Excellent points and ideas here.
I do think it would be extremely valuable to enable the ability to override
any Date instance and don't think this is harmful.
Not sure how reasonable/unreasonable requiring tzdb for vendors but seems worth
it. Dates are important. Exposing something like
Date.setLocalTimezone('America/Los_Angeles')
Date.getLocalTimezone()
and leaving existing Date APIs untouched as well as preventing the guaranteed
problems of the natural inclination to pass static offsets seems perfect.
-Jon-
On Feb 20, 2013, at 7:03, Andrew Paprocki <[email protected]> wrote:
> On Wed, Feb 20, 2013 at 9:51 AM, Allen Wirfs-Brock <[email protected]>
> wrote:
>> What would be the best way to expose the localTZA for you purposes?
>
> Exposing localTZA at all would only lead to problems, IMO.
>
>> class CST extends Date {
>> get localTZA() {return -6*60*60*1000}
>> }
>
> Timezones can not be referred to as static offsets.

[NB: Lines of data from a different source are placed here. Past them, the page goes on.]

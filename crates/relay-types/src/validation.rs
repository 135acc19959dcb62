//! TOML configuration schemas for pluggable implementations.
//!
//! Every sponsor signer and publisher implementation describes the shape of
//! its `[<component>.implementations.<name>]` table with a [`Schema`]; the
//! table is checked before the factory builds the implementation.

use thiserror::Error;

/// Errors that can occur during configuration validation.
#[derive(Debug, Error, PartialEq)]
pub enum ValidationError {
	#[error("Missing required field: {0}")]
	MissingField(String),
	#[error("Invalid value for field '{field}': {message}")]
	InvalidValue { field: String, message: String },
	#[error("Type mismatch for field '{field}': expected {expected}, got {actual}")]
	TypeMismatch {
		field: String,
		expected: String,
		actual: String,
	},
	#[error("Failed to deserialize config: {0}")]
	DeserializationError(String),
}

/// Type of a configuration field.
#[derive(Debug)]
pub enum FieldType {
	String,
	/// Integer with optional inclusive bounds.
	Integer { min: Option<i64>, max: Option<i64> },
	Boolean,
	Table(Schema),
}

/// Extra check run after the type check succeeds.
pub type FieldValidator = Box<dyn Fn(&toml::Value) -> Result<(), String> + Send + Sync>;

pub struct Field {
	pub name: String,
	pub field_type: FieldType,
	pub validator: Option<FieldValidator>,
}

impl std::fmt::Debug for Field {
	fn fmt(&self, f: &mut std::fmt::Formatter<'_>) -> std::fmt::Result {
		f.debug_struct("Field")
			.field("name", &self.name)
			.field("field_type", &self.field_type)
			.field("validator", &self.validator.is_some())
			.finish()
	}
}

impl Field {
	pub fn new(name: impl Into<String>, field_type: FieldType) -> Self {
		Self {
			name: name.into(),
			field_type,
			validator: None,
		}
	}

	pub fn with_validator<F>(mut self, validator: F) -> Self
	where
		F: Fn(&toml::Value) -> Result<(), String> + Send + Sync + 'static,
	{
		self.validator = Some(Box::new(validator));
		self
	}

	fn check(&self, value: &toml::Value) -> Result<(), ValidationError> {
		validate_field_type(&self.name, value, &self.field_type)?;
		if let Some(validator) = &self.validator {
			validator(value).map_err(|message| ValidationError::InvalidValue {
				field: self.name.clone(),
				message,
			})?;
		}
		Ok(())
	}
}

/// Required and optional fields of a TOML table.
#[derive(Debug)]
pub struct Schema {
	pub required: Vec<Field>,
	pub optional: Vec<Field>,
}

impl Schema {
	pub fn new(required: Vec<Field>, optional: Vec<Field>) -> Self {
		Self { required, optional }
	}

	/// Validates `config`, which must be a table.
	///
	/// Required fields must be present; optional fields are only checked when
	/// present. Nested tables report errors with a dotted field path.
	pub fn validate(&self, config: &toml::Value) -> Result<(), ValidationError> {
		let table = config
			.as_table()
			.ok_or_else(|| ValidationError::TypeMismatch {
				field: "root".to_string(),
				expected: "table".to_string(),
				actual: config.type_str().to_string(),
			})?;

		for field in &self.required {
			let value = table
				.get(&field.name)
				.ok_or_else(|| ValidationError::MissingField(field.name.clone()))?;
			field.check(value)?;
		}

		for field in &self.optional {
			if let Some(value) = table.get(&field.name) {
				field.check(value)?;
			}
		}

		Ok(())
	}
}

fn type_mismatch(field: &str, expected: &str, value: &toml::Value) -> ValidationError {
	ValidationError::TypeMismatch {
		field: field.to_string(),
		expected: expected.to_string(),
		actual: value.type_str().to_string(),
	}
}

fn validate_field_type(
	field_name: &str,
	value: &toml::Value,
	expected_type: &FieldType,
) -> Result<(), ValidationError> {
	match expected_type {
		FieldType::String => {
			if !value.is_str() {
				return Err(type_mismatch(field_name, "string", value));
			}
		},
		FieldType::Integer { min, max } => {
			let int_val = value
				.as_integer()
				.ok_or_else(|| type_mismatch(field_name, "integer", value))?;

			if let Some(min_val) = min {
				if int_val < *min_val {
					return Err(ValidationError::InvalidValue {
						field: field_name.to_string(),
						message: format!("Value {} is less than minimum {}", int_val, min_val),
					});
				}
			}
			if let Some(max_val) = max {
				if int_val > *max_val {
					return Err(ValidationError::InvalidValue {
						field: field_name.to_string(),
						message: format!("Value {} is greater than maximum {}", int_val, max_val),
					});
				}
			}
		},
		FieldType::Boolean => {
			if !value.is_bool() {
				return Err(type_mismatch(field_name, "boolean", value));
			}
		},
		FieldType::Table(schema) => {
			schema.validate(value).map_err(|e| match e {
				ValidationError::MissingField(f) => {
					ValidationError::MissingField(format!("{}.{}", field_name, f))
				},
				ValidationError::InvalidValue { field, message } => ValidationError::InvalidValue {
					field: format!("{}.{}", field_name, field),
					message,
				},
				ValidationError::TypeMismatch {
					field,
					expected,
					actual,
				} => ValidationError::TypeMismatch {
					field: format!("{}.{}", field_name, field),
					expected,
					actual,
				},
				other => other,
			})?;
		},
	}

	Ok(())
}

/// Schema of an implementation's configuration table.
pub trait ConfigSchema: Send + Sync {
	fn validate(&self, config: &toml::Value) -> Result<(), ValidationError>;
}

#[cfg(test)]
mod tests {
	use super::*;

	fn publisher_schema() -> Schema {
		Schema::new(
			vec![Field::new("endpoint", FieldType::String).with_validator(|v| {
				match v.as_str() {
					Some(s) if s.starts_with("http://") || s.starts_with("https://") => Ok(()),
					_ => Err("endpoint must be an http(s) URL".to_string()),
				}
			})],
			vec![
				Field::new(
					"timeout_seconds",
					FieldType::Integer {
						min: Some(1),
						max: Some(300),
					},
				),
				Field::new(
					"retry",
					FieldType::Table(Schema::new(
						vec![Field::new("enabled", FieldType::Boolean)],
						vec![],
					)),
				),
			],
		)
	}

	#[test]
	fn test_valid_table() {
		let config: toml::Value = toml::from_str(
			r#"
endpoint = "https://sink.example/publish"
timeout_seconds = 10
"#,
		)
		.unwrap();
		assert!(publisher_schema().validate(&config).is_ok());
	}

	#[test]
	fn test_missing_required_field() {
		let config: toml::Value = toml::from_str("timeout_seconds = 10").unwrap();
		assert_eq!(
			publisher_schema().validate(&config),
			Err(ValidationError::MissingField("endpoint".into()))
		);
	}

	#[test]
	fn test_custom_validator_and_bounds() {
		let config: toml::Value = toml::from_str(r#"endpoint = "ftp://sink""#).unwrap();
		assert!(matches!(
			publisher_schema().validate(&config),
			Err(ValidationError::InvalidValue { field, .. }) if field == "endpoint"
		));

		let config: toml::Value = toml::from_str(
			r#"
endpoint = "http://sink"
timeout_seconds = 0
"#,
		)
		.unwrap();
		assert!(matches!(
			publisher_schema().validate(&config),
			Err(ValidationError::InvalidValue { field, .. }) if field == "timeout_seconds"
		));
	}

	#[test]
	fn test_nested_table_errors_carry_path() {
		let config: toml::Value = toml::from_str(
			r#"
endpoint = "http://sink"
[retry]
enabled = "yes"
"#,
		)
		.unwrap();
		assert_eq!(
			publisher_schema().validate(&config),
			Err(ValidationError::TypeMismatch {
				field: "retry.enabled".into(),
				expected: "boolean".into(),
				actual: "string".into(),
			})
		);
	}
}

The only error-free way
> to deal with timezones is to store the string (e.g. "Asia/Tokyo") and use
> tzdb when performing conversion into another timezone (in this case, most
> likely into UTC). UTC offset is a linear function that needs the full
> datetime as input. Any other representation of it immediately introduces bugs.
>
>> program. What is the localTZA of those preexisting date instances. Was it
>> fixed when they were created or is the default localTZA potentially
>> dynamically updated. What would an application want to happen?
>
> Precisely why you need to either store a fixed offset (fixed point in time --
> and realize that is what you're doing) or you need to store the full timezone
> string (in the case of recurring events). Recurring events could not be
> hacked up with a localTZA modification. If a recurring meeting occurs at 4pm
> every day in NY, "America/New_York" will needed to be used to compute that in
> other timezones to avoid errors. Also, you don't even need to get on a plane
> and fly. For example, if you live in the Middle East, you are in the middle
> of a work day when the US EST/EDT shifts happen. If you're referring to NY
> datetimes and using a fixed or precomputed offset instead of treating the
> conversion as a linear function, there will be errors.